•30•

118 15 25
                                    

Selam
Yıllar sonra gelen bölüme hoş geldiniz.

Oy vermeyi unutmayınnnn
Neden okuyup oy vermiyorsunuz ki ☹️ kötü mü yazıyorum ki

Neyse bölüme başlayalım
.
.
.
.

"Gerizekalı!"

Bay Kim gür sesiyle bağırdığında Yoongi gözlerini yavaşça yumarak derin bir nefes aldı. Böyle olacağını biliyordu. Bay Kimin bu denli sinirleneceğini....

"Ben sana Hyunjini öldür mü dedim?"

Bay Kim hala bağırarak konuşuyordu. Çok fazla sinirlenmişdi. Fazlasıyla hem de.

Bunu çatık kaşlarından, yumruk yaptığı ellerinden ve çatık kaşlarıyla yerinde durmadan etrafı izlemesinden anlaya bilirdiniz.

"Ama, efen-"

"Sus! Kitabı getirmenin ne anlamı kaldı?! Kitabı okuya bilen tek kişi o. Ne sikim yapacağız şimdi?! Eğer ona bir şey olursa kendini öldü bil!"

Yoongi Bay Kime bir cevap veremezken başını eğmiş ellerini önünde birleşdirmiş sakince duruyordu.

Kendi içinde neler yaşadığını hiç kimse bilmiyordu tabi ki...

Minhoysa..

Minho Hyunjinin yaralandığı haberini aldıkdan sonra hemen hastaneye koşmuşdu. Yanında Jisung da vardı. Hyunjinin haberini aldığında yani dolunayı beklerken Minho onunlaydı.

Hızlı adımlarla hastanenin binasına girdiğinde Jisung arkasından koşarak ona yetişmeye çalışıyordu.

Hyunjini dolunay olduğu için lisedeki ve bürodaki karmaşık olan doktora değil de normal insanların gittiği yere, hastaneye götürmüşlerdi. Garip bakışlar altında kalsalar da tek düşündükleri şey sadece Hyunjindi. Doktorlara kalsa hiç bir şey yapmazlardı ama devlet onları normal insanlardan ayırmadığı için mecbur müdahile yapmışlardı.

"Durumu nasıl?"

Minho nefes-nefese olmasına rağmen ilk Hyunjinin durumunu sormuş daha sonra nefeslenmeye başlamışdı. Arkasından gelen Jisung da ona yetişince ellerini dizlerinin üzerine koyarak nefeslenmeye başlamışdı.

Chan, Changbin ve Seungmin durğun şekilde rengi solmuş yüzleriyle sakince yerlerinde oturuyorlarken hiç bir cevap vermediler.

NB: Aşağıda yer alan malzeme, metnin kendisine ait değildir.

//! CLI binary for pdf-parser-pro.
//!
//! A thin shim over the library crate: `serve` runs the HTTP server,
//! `parse` runs the pipeline once on a local file.

use std::net::SocketAddr;
use std::path::PathBuf;

use anyhow::{Context, Result};
use clap::{Args, Parser, Subcommand};
use pdf_parser_pro::{
    parse, AppState, KeyStore, PageSelection, ParseConfig, ProviderKind, Strategy,
};
use tracing_subscriber::EnvFilter;

const AFTER_HELP: &str = r#"EXAMPLES:
  # Run the server on the default port (8000)
  pdfpro serve

  # Run the server with Gemini as the default fallback provider
  pdfpro serve --provider gemini --port 9000

  # Parse a file, escalating low-confidence pages automatically
  pdfpro parse scanned-report.pdf

  # Library extraction only, pages 1-10, full JSON output
  pdfpro parse --strategy library --pages 1-10 --json contract.pdf

ENVIRONMENT VARIABLES:
  OPENAI_API_KEY       OpenAI API key
  GEMINI_API_KEY       Google Gemini API key
  ANTHROPIC_API_KEY    Anthropic API key
  PORT                 Server port (serve)
  PDFIUM_LIB_PATH      Path to an existing libpdfium build
  ENVIRONMENT          Reported by /health-check/ (default: development)

A .env file in the working directory is loaded on startup.
"#;

/// Smart PDF parsing: free library extraction with AI-vision fallback.
#[derive(Parser, Debug)]
#[command(
    name = "pdfpro",
    version,
    about = "Smart PDF parsing: free library extraction with AI-vision fallback",
    after_long_help = AFTER_HELP
)]
struct Cli {
    #[command(subcommand)]
    command: Option<Command>,

    /// Enable DEBUG-level tracing logs.
    #[arg(short, long, global = true, env = "PDFPRO_VERBOSE")]
    verbose: bool,

    /// Suppress all output except errors.
    #[arg(short, long, global = true, env = "PDFPRO_QUIET")]
    quiet: bool,
}

#[derive(Subcommand, Debug)]
enum Command {
    /// Run the HTTP server (default when no subcommand is given).
    Serve(ServeArgs),
    /// Parse a single PDF and print the extracted text.
    Parse(ParseArgs),
}

#[derive(Args, Debug, Default)]
struct ServeArgs {
    /// Bind address.
    #[arg(long, env = "HOST", default_value = "0.0.0.0")]
    host: String,

    /// Bind port.
    #[arg(short, long, env = "PORT", default_value_t = 8000)]
    port: u16,

    /// Default provider for escalated pages: openai, gemini, anthropic.
    #[arg(long, env = "PDFPRO_PROVIDER")]
    provider: Option<String>,

    /// Confidence threshold below which pages escalate (0.0–1.0).
    #[arg(long, env = "PDFPRO_THRESHOLD", default_value_t = 0.5)]
    threshold: f32,

    /// Concurrent provider calls per request.
    #[arg(long, env = "PDFPRO_CONCURRENCY", default_value_t = 4)]
    concurrency: usize,
}

#[derive(Args, Debug)]
struct ParseArgs {
    /// Local PDF file path.
    input: PathBuf,

    /// Dispatch strategy: auto, library, ai.
    #[arg(long, default_value = "auto")]
    strategy: String,

    /// Provider for escalated pages: openai, gemini, anthropic.
    #[arg(long, env = "PDFPRO_PROVIDER")]
    provider: Option<String>,

    /// Model ID override (provider default otherwise).
    #[arg(long, env = "PDFPRO_MODEL")]
    model: Option<String>,

    /// Page selection: all, 5, 3-15, or 1,3,5.
    #[arg(long, default_value = "all")]
    pages: String,

    /// Confidence threshold below which pages escalate (0.0–1.0).
    #[arg(long, env = "PDFPRO_THRESHOLD", default_value_t = 0.5)]
    threshold: f32,

    /// PDF user password for encrypted documents.
    #[arg(long)]
    password: Option<String>,

    /// Print the full result as JSON instead of plain text.
    #[arg(long)]
    json: bool,
}

#[tokio::main]
async fn main() -> Result<()> {
    dotenvy::dotenv().ok();
    let cli = Cli::parse();

    let filter = if cli.quiet {
        "error"
    } else if cli.verbose {
        "debug"
    } else {
        "info"
    };
    tracing_subscriber::fmt()
        .with_env_filter(EnvFilter::try_from_default_env().unwrap_or_else(|_| EnvFilter::new(filter)))
        .with_writer(std::io::stderr)
        .init();

    match cli.command {
        Some(Command::Parse(args)) => run_parse(args).await,
        Some(Command::Serve(args)) => run_serve(args).await,
        None => run_serve(ServeArgs::default_from_env()).await,
    }
}

impl ServeArgs {
    /// Defaults for the bare `pdfpro` invocation, honouring the same env vars
    /// the flags declare.
    fn default_from_env() -> Self {
        Self {
            host: std::env::var("HOST").unwrap_or_else(|_| "0.0.0.0".to_string()),
            port: std::env::var("PORT")
                .ok()
                .and_then(|p| p.parse().ok())
                .unwrap_or(8000),
            provider: std::env::var("PDFPRO_PROVIDER").ok(),
            threshold: std::env::var("PDFPRO_THRESHOLD")
                .ok()
                .and_then(|t| t.parse().ok())
                .unwrap_or(0.5),
            concurrency: std::env::var("PDFPRO_CONCURRENCY")
                .ok()
                .and_then(|c| c.parse().ok())
                .unwrap_or(4),
        }
    }
}

async fn run_serve(args: ServeArgs) -> Result<()> {
    let mut builder = ParseConfig::builder()
        .confidence_threshold(args.threshold)
        .concurrency(args.concurrency);
    if let Some(ref provider) = args.provider {
        let kind: ProviderKind = provider.parse().context("invalid --provider")?;
        builder = builder.provider_kind(kind);
    }
    let defaults = builder.build().context("invalid configuration")?;

    let keys = KeyStore::from_env();
    if keys.any_configured() {
        tracing::info!(
            "AI fallback enabled: {}",
            keys.configured()
                .iter()
                .map(|k| k.as_str())
                .collect::<Vec<_>>()
                .join(", ")
        );
    } else {
        tracing::warn!("no API keys configured; running in library-only mode");
    }

    let addr: SocketAddr = format!("{}:{}", args.host, args.port)
        .parse()
        .with_context(|| format!("invalid bind address {}:{}", args.host, args.port))?;

    let state = AppState::new(keys, defaults);
    pdf_parser_pro::run(addr, state)
        .await
        .context("server error")?;
    Ok(())
}

async fn run_parse(args: ParseArgs) -> Result<()> {
    let strategy: Strategy = args.strategy.parse().context("invalid --strategy")?;
    let pages = PageSelection::parse(&args.pages).context("invalid --pages")?;

    let mut builder = ParseConfig::builder()
        .strategy(strategy)
        .pages(pages)
        .confidence_threshold(args.threshold);
    if let Some(ref provider) = args.provider {
        let kind: ProviderKind = provider.parse().context("invalid --provider")?;
        builder = builder.provider_kind(kind);
    }
    if let Some(ref model) = args.model {
        builder = builder.model(model);
    }
    if let Some(ref password) = args.password {
        builder = builder.password(password);
    }
    let config = builder.build().context("invalid configuration")?;

    let output = parse(&args.input, &config)
        .await
        .context("parse failed")?;

    if args.json {
        println!("{}", serde_json::to_string_pretty(&output)?);
    } else {
        println!("{}", output.text);
        eprintln!(
            "{} pages: {} library, {} ai, {} failed — {}ms, ~${:.4}",
            output.stats.selected_pages,
            output.stats.library_pages,
            output.stats.ai_pages,
            output.stats.failed_pages,
            output.stats.total_duration_ms,
            output.stats.estimated_cost_usd,
        );
    }
    Ok(())
}
//! OpenAI chat-completions vision client.
//!
//! Uses the `/v1/chat/completions` endpoint with the page image attached as
//! a base64 data-URI content part. `detail: "high"` matters here: it enables
//! the full image-tile budget so fine print and small table cells survive.
//! Token limits go through `max_completion_tokens` — the `gpt-4.1-nano` /
//! o-series family rejects the legacy `max_tokens` parameter.

use async_trait::async_trait;
use serde::Deserialize;
use serde_json::json;
use tracing::debug;

use super::{
    error_for_response, transport_error, ProviderKind, VisionExtraction, VisionProvider,
    VisionRequest,
};
use crate::error::ParseError;
use crate::pipeline::encode::EncodedPage;

const DEFAULT_BASE_URL: &str = "https://api.openai.com/v1";

pub struct OpenAiProvider {
    client: reqwest::Client,
    api_key: String,
    model: String,
    base_url: String,
}

impl OpenAiProvider {
    pub fn new(client: reqwest::Client, api_key: String, model: String) -> Self {
        Self {
            client,
            api_key,
            model,
            base_url: DEFAULT_BASE_URL.to_string(),
        }
    }

    /// Point the client at a different endpoint (proxies, test servers).
    pub fn with_base_url(mut self, base_url: impl Into<String>) -> Self {
        self.base_url = base_url.into();
        self
    }

    fn request_body(&self, page: &EncodedPage, request: &VisionRequest<'_>) -> serde_json::Value {
        json!({
            "model": self.model,
            "temperature": request.temperature,
            "max_completion_tokens": request.max_tokens,
            "messages": [
                {
                    "role": "system",
                    "content": request.prompt,
                },
                {
                    "role": "user",
                    "content": [
                        {
                            "type": "image_url",
                            "image_url": {
                                "url": page.data_uri(),
                                "detail": "high",
                            },
                        },
                    ],
                },
            ],
        })
    }
}

#[derive(Deserialize)]
struct ChatResponse {
    choices: Vec<ChatChoice>,
    #[serde(default)]
    usage: Option<ChatUsage>,
    #[serde(default)]
    model: Option<String>,
}

#[derive(Deserialize)]
struct ChatChoice {
    message: ChatMessage,
}

#[derive(Deserialize)]
struct ChatMessage {
    #[serde(default)]
    content: Option<String>,
}

#[derive(Deserialize)]
struct ChatUsage {
    #[serde(default)]
    prompt_tokens: usize,
    #[serde(default)]
    completion_tokens: usize,
}

#[async_trait]
impl VisionProvider for OpenAiProvider {
    fn kind(&self) -> ProviderKind {
        ProviderKind::OpenAi
    }

    fn model(&self) -> &str {
        &self.model
    }

    async fn extract_text(
        &self,
        page: &EncodedPage,
        request: &VisionRequest<'_>,
    ) -> Result<VisionExtraction, ParseError> {
        let url = format!("{}/chat/completions", self.base_url);
        let response = self
            .client
            .post(&url)
            .bearer_auth(&self.api_key)
            .json(&self.request_body(page, request))
            .send()
            .await
            .map_err(|e| transport_error(self.kind(), e))?;

        if !response.status().is_success() {
            return Err(error_for_response(self.kind(), response).await);
        }

        let parsed: ChatResponse = response.json().await.map_err(|e| ParseError::ApiError {
            provider: self.kind().as_str().to_string(),
            status: None,
            message: format!("invalid response body: {e}"),
        })?;

        let text = parsed
            .choices
            .first()
            .and_then(|c| c.message.content.clone())
            .unwrap_or_default();
        let usage = parsed.usage.unwrap_or(ChatUsage {
            prompt_tokens: 0,
            completion_tokens: 0,
        });

        debug!(
            model = %self.model,
            input_tokens = usage.prompt_tokens,
            output_tokens = usage.completion_tokens,
            "openai vision response"
        );

        Ok(VisionExtraction {
            text,
            input_tokens: usage.prompt_tokens,
            output_tokens: usage.completion_tokens,
            model: parsed.model.unwrap_or_else(|| self.model.clone()),
        })
    }
}

#[cfg(test)]
mod tests {
    use super::*;

    fn sample_page() -> EncodedPage {
        EncodedPage {
            base64: "aGVsbG8=".to_string(),
            mime_type: "image/png",
        }
    }

    #[test]
    fn request_body_shape() {
        let provider = OpenAiProvider::new(
            reqwest::Client::new(),
            "sk-test".into(),
            "gpt-4.1-nano".into(),
        );
        let request = VisionRequest {
            prompt: "extract",
            max_tokens: 4096,
            temperature: 0.1,
        };
        let body = provider.request_body(&sample_page(), &request);

        assert_eq!(body["model"], "gpt-4.1-nano");
        assert_eq!(body["max_completion_tokens"], 4096);
        assert_eq!(body["messages"][0]["role"], "system");
        let url = body["messages"][1]["content"][0]["image_url"]["url"]
            .as_str()
            .unwrap();
        assert!(url.starts_with("data:image/png;base64,"));
        assert_eq!(
            body["messages"][1]["content"][0]["image_url"]["detail"],
            "high"
        );
    }

    #[test]
    fn response_parses_with_missing_usage() {
        let raw = r#"{"choices":[{"message":{"content":"Page text"}}]}"#;
        let parsed: ChatResponse = serde_json::from_str(raw).unwrap();
        assert_eq!(
            parsed.choices[0].message.content.as_deref(),
            Some("Page text")
        );
        assert!(parsed.usage.is_none());
    }
}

Bay Lee de oradaydı tabi. Çocukların bu halini görüp daha da fazla üzülürken derin bir nefes aldı. Ve hastane odasının kapısının önünde duran bedenini Minhoya çevirerek konuşmaya başladı.

"Daha bilmiyoruz."

Sesi kısık ve nereden bakarsan bak ne kadar üzgün olduğu belli olan ses tonundaydı. Ama bir baba gibi dik durarak çocuklarının daha da üzülmemesi için dik durmaya çalışıyordu.

"Ben lisedeydim... Hyunjin de Felixin yanından kaçıp gelmiş her halde. Çalışma odasındaydı. Ses geldi...O odadan geldiğini anlamışdım....Sonra...Sonra odaya girdiğimde Hyunjin.....Hyunjin yerde uzanmışdı öylece...Nasıl olur da Yoonginin liseye girdiğinden haberim olmaz bilmiyorum... Hepsi benim suçum."

Son cümlesiyle her kes ona yavaş haraketlerle dönerken hiç bir söylemedi. Her kes Bay Leenin suçlu olmadığını biliyordu tabii ki. Ama bir şeyler söyleyecek ya da ona teselli verecek halleri yoktu.

Minho Hyunjinin durumunun hiç de içaçan olmadığını anladığında kendini yere bırakmış boşluğu izlemeye başlamışdı. Yanındaysa ona teselli vere bilecek tek kişi, Jisung vardı.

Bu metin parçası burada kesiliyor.